Source: Processors spend $4,6 million on deboned meat | The Financial Gazette May 24, 2018
MEAT processors imported 5 800 tonnes of mechanically deboned meat valued at $4,6 million between January and November 2017.
Mechanically deboned meat (MDM), the main ingredient in processed meats and sausages, is generally the lowest priced low grade products or bi-products from boneless cuts of more expensive meat.
“Cumulative imports of MDM for the 11 months to November 2017 were 5 877 tonnes, a decline of 25 percent over the same period in 2016,” The Livestock and Meat Advisory Council (LMAC)’s April 2018 Livestock Update Report said.
In 2016, 7 358 tonnes were imported at an average price of $484 per tonne.
The importation of MDM has been disrupted by a number of issues, including the meat scandal in Brazil that led to a temporary ban on its imports and the outbreak of Avian Influenza in South Africa that curtailed the importation of poultry related products from, and through, that country.
“The acute shortage of nostro allocations has also exacerbated the situation,” the LMAC report said.
At least 77 percent of the MDM was sourced from South Africa.
“As South Africa manufactures no MDM, bulk orders from major suppliers in countries like Brazil and Argentina are made and then sold onwards to Zimbabwean importers,” the report added.
Imports from Namibia make up 22 percent and one percent is directly imported from Brazil and the United Arab Emirates.
The cost of MDM averaged $783 per tonne between January and November 2017, an increase of 63 percent over the same period in 2016.

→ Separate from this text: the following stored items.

mod format;
mod tables;
mod trends;
mod tui;

use std::path::PathBuf;

use anyhow::{anyhow, Result};
use chrono::Local;
use clap::Parser;
use serde::Serialize;
use serviceboard_core::model::advisor::PerformanceMetric;
use serviceboard_core::model::complaint::ComplaintRecord;
use serviceboard_core::repository::default_data_dir;
use serviceboard_core::service::csi::KpiPeriod;
use serviceboard_core::service::dto::{ComplaintSummary, ComplaintTrendEntry, CountEntry};
use serviceboard_core::{
    complaint_filter, parse_period, ComplaintsDashboard, CsiDashboard, DashboardConfig, FileRecordStore,
    MetricKey, Month, PerformanceDashboard, ProjectionDashboard, RecordStore, RevenueDashboard,
};
use tracing::debug;
use tracing_subscriber::EnvFilter;

#[derive(Parser)]
#[command(name = "serviceboard")]
#[command(about = "Service center performance dashboard", long_about = None)]
struct Cli {
    /// Directory holding dataset.json and config.toml (default ~/.serviceboard)
    #[arg(long, global = true)]
    data_dir: Option<PathBuf>,

    /// Year to report on; the comparison year defaults to the one before
    #[arg(long, global = true)]
    year: Option<i32>,

    /// Print the view as JSON instead of a table
    #[arg(long, global = true)]
    json: bool,

    #[command(subcommand)]
    command: Option<Commands>,
}

#[derive(clap::Subcommand)]
enum Commands {
    /// Month-to-date figures against the same month last year (usage: revenue Jun-25)
    Revenue {
        /// Month such as "Jun", "2025-06" or "Jun-25"; defaults to the latest month with data
        month: Option<String>,
    },
    /// One metric month by month against last year
    Compare {
        #[arg(default_value = "totalRevenue")]
        metric: String,
        /// Show as an interactive bar chart
        #[arg(long)]
        chart: bool,
    },
    /// Year-to-date totals and quarterly breakdown for a metric
    Ytd {
        #[arg(default_value = "totalRevenue")]
        metric: String,
    },
    /// Highest-revenue advisors for a month, and the top advisors' combined revenue by month
    Advisors {
        month: Option<String>,
    },
    /// Progress against monthly targets
    Targets {
        month: Option<String>,
    },
    /// Month-end projection for the month in progress
    Projection {
        /// Per-advisor projection instead of per metric
        #[arg(long)]
        advisors: bool,
    },
    /// Service advisor performance review: averages, details and rankings
    Performance {
        /// Rank every advisor by one metric (rsa, ew, wheelAlignment, balancing, upselling, customerSatisfaction)
        metric: Option<String>,
    },
    /// Complaints summary (usage: complaints year:2025 mo:jun st:open ajay)
    Complaints {
        #[arg(trailing_var_arg = true, allow_hyphen_values = true)]
        args: Vec<String>,
    },
    /// Customer satisfaction scorecard
    Csi {
        /// Month to show, or "ytd"; defaults to the latest reported month
        month: Option<String>,
    },
    /// Open the Terminal User Interface
    Tui {
        month: Option<String>,
    },
}

fn init_tracing() {
    let filter = EnvFilter::try_from_default_env().unwrap_or_else(|_| EnvFilter::new("warn"));
    tracing_subscriber::fmt()
        .with_env_filter(filter)
        .with_writer(std::io::stderr)
        .init();
}

#[derive(Serialize)]
struct ComplaintsReport {
    summary: ComplaintSummary,
    psf_by_type: Vec<CountEntry>,
    trend: Vec<ComplaintTrendEntry>,
    complaints: Vec<ComplaintRecord>,
}

fn print_json<T: Serialize>(value: &T) -> Result<()> {
    println!("{}", serde_json::to_string_pretty(value)?);
    Ok(())
}

fn parse_metric(key: &str) -> Result<MetricKey> {
    MetricKey::from_key(key).ok_or_else(|| {
        let known: Vec<&str> = MetricKey::ALL.iter().map(|m| m.key()).collect();
        anyhow!("Unknown metric '{}'. Known metrics: {}", key, known.join(", "))
    })
}

fn parse_performance_metric(key: &str) -> Result<PerformanceMetric> {
    PerformanceMetric::from_key(key).ok_or_else(|| {
        let known: Vec<&str> = PerformanceMetric::ALL.iter().map(|m| m.key()).collect();
        anyhow!("Unknown performance metric '{}'. Known metrics: {}", key, known.join(", "))
    })
}

fn parse_kpi_period(input: Option<&str>) -> Result<KpiPeriod> {
    match input {
        None => Ok(KpiPeriod::Latest),
        Some(text) if text.eq_ignore_ascii_case("ytd") => Ok(KpiPeriod::Ytd),
        Some(text) => Ok(KpiPeriod::Month(text.parse::<Month>()?)),
    }
}

/// A bare month name keeps the configured year; a full period such as
/// "2025-06" also moves the reporting year. Without input, the latest month
/// with data, else the calendar month.
fn resolve_month<S: RecordStore>(
    input: Option<&str>,
    store: &S,
    config: &mut DashboardConfig,
) -> Result<Month> {
    if let Some(input) = input {
        if let Ok((year, month)) = parse_period(input) {
            if year != config.current_year {
                config.current_year = year;
                config.previous_year = year - 1;
            }
            return Ok(month);
        }
        return input.parse::<Month>();
    }
    let revenue = RevenueDashboard::new(store, config)?;
    Ok(revenue
        .latest_month()?
        .unwrap_or_else(|| Month::of_date(Local::now().date_naive())))
}

fn main() -> Result<()> {
    init_tracing();
    let cli = Cli::parse();

    let data_dir = match cli.data_dir {
        Some(dir) => dir,
        None => default_data_dir()?,
    };
    let store = FileRecordStore::new(Some(data_dir.clone()))?;
    let mut config = DashboardConfig::load(&data_dir)?;
    if let Some(year) = cli.year {
        config.current_year = year;
        config.previous_year = year - 1;
    }
    debug!(path = %store.path().display(), ?config, "starting");

    match cli.command {
        Some(Commands::Revenue { month }) => {
            let month = resolve_month(month.as_deref(), &store, &mut config)?;
            let cards = RevenueDashboard::new(&store, &config)?.stat_cards(month)?;
            if cli.json {
                return print_json(&cards);
            }
            tables::show_stat_cards(&cards, config.current_year, config.previous_year);
        },
        Some(Commands::Compare { metric, chart }) => {
            let metric = parse_metric(&metric)?;
            let dashboard = RevenueDashboard::new(&store, &config)?;
            if chart {
                return trends::run(&dashboard, metric);
            }
            let series = dashboard.comparison(metric)?;
            if cli.json {
                return print_json(&series);
            }
            tables::show_comparison(metric, &series);
        },
        Some(Commands::Ytd { metric }) => {
            let metric = parse_metric(&metric)?;
            let dashboard = RevenueDashboard::new(&store, &config)?;
            let report = dashboard.ytd(metric)?;
            let quarters = dashboard.quarterly(metric)?;
            if cli.json {
                return print_json(&(report, quarters));
            }
            tables::show_ytd(&report, &quarters);
        },
        Some(Commands::Advisors { month }) => {
            let month = resolve_month(month.as_deref(), &store, &mut config)?;
            let ranked = RevenueDashboard::new(&store, &config)?.top_advisors(month)?;
            let combined = ProjectionDashboard::new(&store, &config).monthly_top_combined()?;
            if cli.json {
                return print_json(&(ranked, combined));
            }
            tables::show_top_advisors(month, &ranked);
            tables::show_monthly_top_combined(config.top_combined, &combined);
        },
        Some(Commands::Targets { month }) => {
            let month = resolve_month(month.as_deref(), &store, &mut config)?;
            let achievements = RevenueDashboard::new(&store, &config)?.achievements(month)?;
            if cli.json {
                return print_json(&achievements);
            }
            tables::show_achievements(month, &achievements);
        },
        Some(Commands::Projection { advisors }) => {
            let dashboard = ProjectionDashboard::new(&store, &config);
            let period = match dashboard.partial_period()? {
                Some(period) => period,
                None => {
                    println!("No month in progress.");
                    return Ok(());
                }
            };
            if advisors {
                let projections = dashboard.advisor_projections()?;
                if cli.json {
                    return print_json(&projections);
                }
                tables::show_advisor_projections(&projections);
            } else {
                let projections = dashboard.metric_projections()?;
                if cli.json {
                    return print_json(&projections);
                }
                let days = dashboard.period_days(&period)?;
                tables::show_projections(&period, days, &projections);
            }
        },
        Some(Commands::Performance { metric }) => {
            let dashboard = PerformanceDashboard::new(&store);
            if let Some(metric) = metric {
                let ranking = dashboard.ranking(parse_performance_metric(&metric)?)?;
                if cli.json {
                    return print_json(&ranking);
                }
                tables::show_performance_ranking(&ranking);
            } else {
                let overview = dashboard.overview()?;
                let advisors = dashboard.advisors()?;
                if cli.json {
                    return print_json(&(overview, advisors));
                }
                tables::show_performance(&overview, &advisors);
            }
        },
        Some(Commands::Complaints { args }) => {
            let mut filter = complaint_filter(&args)?;
            let dashboard = ComplaintsDashboard::new(&store);
            if let Some(advisor) = filter.advisor.take() {
                filter.advisor = Some(dashboard.resolve_advisor(&advisor)?);
            }
            let trend_year = filter.year.unwrap_or(config.current_year);
            let report = ComplaintsReport {
                summary: dashboard.summary(&filter)?,
                psf_by_type: dashboard.psf_type_counts(&filter)?,
                trend: dashboard.trend(trend_year)?,
                complaints: dashboard.complaints(&filter)?,
            };
            if cli.json {
                return print_json(&report);
            }
            tables::show_complaints(
                &report.summary,
                &report.complaints,
                &report.psf_by_type,
                trend_year,
                &report.trend,
            );
        },
        Some(Commands::Csi { month }) => {
            let period = parse_kpi_period(month.as_deref())?;
            let scores = CsiDashboard::new(&store).scorecard(config.current_year, period)?;
            if cli.json {
                return print_json(&scores);
            }
            tables::show_scorecard(config.current_year, &scores);
        },
        Some(Commands::Tui { month }) => {
            let month = resolve_month(month.as_deref(), &store, &mut config)?;
            tui::run(&store, &config, month)?;
        },
        None => {
            let month = resolve_month(None, &store, &mut config)?;
            tui::run(&store, &config, month)?;
        }
    }
    Ok(())
}

#[cfg(test)]
mod tests {
    use super::*;
    use serviceboard_core::InMemoryRecordStore;

    #[test]
    fn test_parse_metric() {
        assert_eq!(parse_metric("bpro").unwrap(), MetricKey::BpRo);
        assert!(parse_metric("lubricants").is_err());
    }

    #[test]
    fn test_parse_performance_metric() {
        assert_eq!(parse_performance_metric("ew").unwrap(), PerformanceMetric::Ew);
        assert!(parse_performance_metric("nps").is_err());
    }

    #[test]
    fn test_parse_kpi_period() {
        assert_eq!(parse_kpi_period(None).unwrap(), KpiPeriod::Latest);
        assert_eq!(parse_kpi_period(Some("YTD")).unwrap(), KpiPeriod::Ytd);
        assert_eq!(parse_kpi_period(Some("mar")).unwrap(), KpiPeriod::Month(Month::Mar));
        assert!(parse_kpi_period(Some("Smarch")).is_err());
    }

    #[test]
    fn test_resolve_month() {
        let store = InMemoryRecordStore::seeded();
        let mut config = DashboardConfig::default();

        assert_eq!(resolve_month(None, &store, &mut config).unwrap(), Month::Jun);
        assert_eq!(resolve_month(Some("mar"), &store, &mut config).unwrap(), Month::Mar);
        assert_eq!(config.current_year, 2025);

        assert_eq!(resolve_month(Some("Dec-24"), &store, &mut config).unwrap(), Month::Dec);
        assert_eq!((config.current_year, config.previous_year), (2024, 2023));

        assert!(resolve_month(Some("Smarch"), &store, &mut config).is_err());
    }

    #[test]
    fn test_cli_parses() {
        let cli = Cli::try_parse_from(["serviceboard", "--json", "complaints", "st:open", "Ajay", "Kumar"]).unwrap();
        assert!(cli.json);
        match cli.command {
            Some(Commands::Complaints { args }) => assert_eq!(args.len(), 3),
            _ => panic!("expected complaints"),
        }
    }
}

“The rise in cost is due to a number of factors, including supply constraints from traditional markets including Brazil and Argentina. The duty of 40 percent on imports continues to put upward pressure on cost, notwithstanding the fact that MDM is categorised as a raw material.

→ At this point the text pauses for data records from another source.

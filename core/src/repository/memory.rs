use anyhow::Result;

use crate::model::advisor::{AdvisorPerformance, AdvisorRevenueRecord};
use crate::model::complaint::{ComplaintRecord, PsfComplaintCounts};
use crate::model::csi::YearlyKpiDataset;
use crate::model::dataset::{Dataset, PartialPeriod};
use crate::model::metrics::YearlyMetricSet;
use crate::model::month::Month;
use crate::repository::seed::seed_dataset;
use crate::repository::traits::RecordStore;

#[derive(Debug, Clone, Default)]
pub struct InMemoryRecordStore {
    dataset: Dataset,
}

impl InMemoryRecordStore {
    pub fn new(dataset: Dataset) -> Self {
        Self { dataset }
    }

    /// Store backed by the built-in demonstration data.
    pub fn seeded() -> Self {
        Self::new(seed_dataset())
    }

    pub fn dataset(&self) -> &Dataset {
        &self.dataset
    }
}

impl RecordStore for InMemoryRecordStore {
    fn metric_years(&self) -> Result<Vec<i32>> {
        Ok(self.dataset.metric_years())
    }

    fn yearly_metrics(&self, year: i32) -> Result<YearlyMetricSet> {
        Ok(self.dataset.yearly_metrics(year))
    }

    fn advisor_records(&self, year: i32, month: Option<Month>) -> Result<Vec<AdvisorRevenueRecord>> {
        Ok(self.dataset.advisor_records(year, month))
    }

    fn advisor_performance(&self) -> Result<Vec<AdvisorPerformance>> {
        Ok(self.dataset.advisor_performance.clone())
    }

    fn complaints(&self) -> Result<Vec<ComplaintRecord>> {
        Ok(self.dataset.complaints.clone())
    }

    fn psf_complaints(&self) -> Result<Vec<PsfComplaintCounts>> {
        Ok(self.dataset.psf_complaints.clone())
    }

    fn kpi_dataset(&self, year: i32) -> Result<Option<YearlyKpiDataset>> {
        Ok(self.dataset.kpi_dataset(year))
    }

    fn partial_period(&self) -> Result<Option<PartialPeriod>> {
        Ok(self.dataset.partial_period.clone())
    }
}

“Imports from Namibia averaged the highest cost at $872 per tonne, while direct imports from Brazil were the cheapest at $568 per tonne. Imports from South Africa were $763 per tonne,” the report said.
A 40 percent import duty makes locally produced processed meat products non-competitive relative to regional products. The local meat processing industry has been developed around the importation of three ingredients ― MDM, casings and seasoning. This created a market for locally produced beef and pork trimmings, chicken skins, vegetable proteins, herbs and spices.

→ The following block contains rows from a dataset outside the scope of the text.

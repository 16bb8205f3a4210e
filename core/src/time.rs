use anyhow::{anyhow, Result};
use chrono::NaiveDate;

use crate::model::month::Month;

/// Calendar length of `month` in `year`.
pub fn days_in_month(year: i32, month: Month) -> Result<u32> {
    let first = NaiveDate::from_ymd_opt(year, month.number(), 1)
        .ok_or_else(|| anyhow!("Invalid period: {} {}", month, year))?;
    let next = match month.next() {
        Some(next) => NaiveDate::from_ymd_opt(year, next.number(), 1),
        None => NaiveDate::from_ymd_opt(year + 1, 1, 1),
    }
    .ok_or_else(|| anyhow!("Invalid period: {} {}", month, year))?;
    Ok((next - first).num_days() as u32)
}

/// Parses a month-of-year such as "2025-06", "Jun-25", "Jun-2025" or
/// "june 2025".
pub fn parse_period(input: &str) -> Result<(i32, Month)> {
    let input = input.trim();
    let (left, right) = input
        .split_once(|c: char| c == '-' || c == '/' || c.is_whitespace())
        .ok_or_else(|| anyhow!("Could not parse period: {}", input))?;
    let (left, right) = (left.trim(), right.trim());

    // 2025-06
    if left.len() == 4 {
        if let Ok(year) = left.parse::<i32>() {
            return Ok((year, right.parse::<Month>()?));
        }
    }

    let month = left.parse::<Month>()?;
    let year = right
        .parse::<i32>()
        .map_err(|_| anyhow!("Invalid year in period: {}", input))?;
    let year = if right.len() == 2 { 2000 + year } else { year };
    Ok((year, month))
}

#[cfg(test)]
mod tests {
    use super::*;

    #[test]
    fn test_days_in_month() {
        assert_eq!(days_in_month(2025, Month::Jun).unwrap(), 30);
        assert_eq!(days_in_month(2025, Month::Dec).unwrap(), 31);
        assert_eq!(days_in_month(2024, Month::Feb).unwrap(), 29);
        assert_eq!(days_in_month(2025, Month::Feb).unwrap(), 28);
    }

    #[test]
    fn test_parse_period() {
        assert_eq!(parse_period("2025-06").unwrap(), (2025, Month::Jun));
        assert_eq!(parse_period("Jun-25").unwrap(), (2025, Month::Jun));
        assert_eq!(parse_period("Jun-2024").unwrap(), (2024, Month::Jun));
        assert_eq!(parse_period("june 2025").unwrap(), (2025, Month::Jun));
        assert_eq!(parse_period("2025/12").unwrap(), (2025, Month::Dec));

        assert!(parse_period("2025").is_err());
        assert!(parse_period("2025-13").is_err());
        assert!(parse_period("Jun-xx").is_err());
    }
}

Processed meat was one of the country’s biggest foreign currency earners before the closure of the Cold Storage Company. A single firm, Super Canners of Bulawayo, was responsible for over 70 percent of total Zimbabwean exports of processed meat to the European Union and for all corned beef exports.
In terms of imports, South Africa has maintained the top position, with March 2018 imports from South Africa rising to $271,6 million from 202,7 million during the same period last year. Imports from Singapore also rose sharply from $97,4 million last year to $137,6 million this year.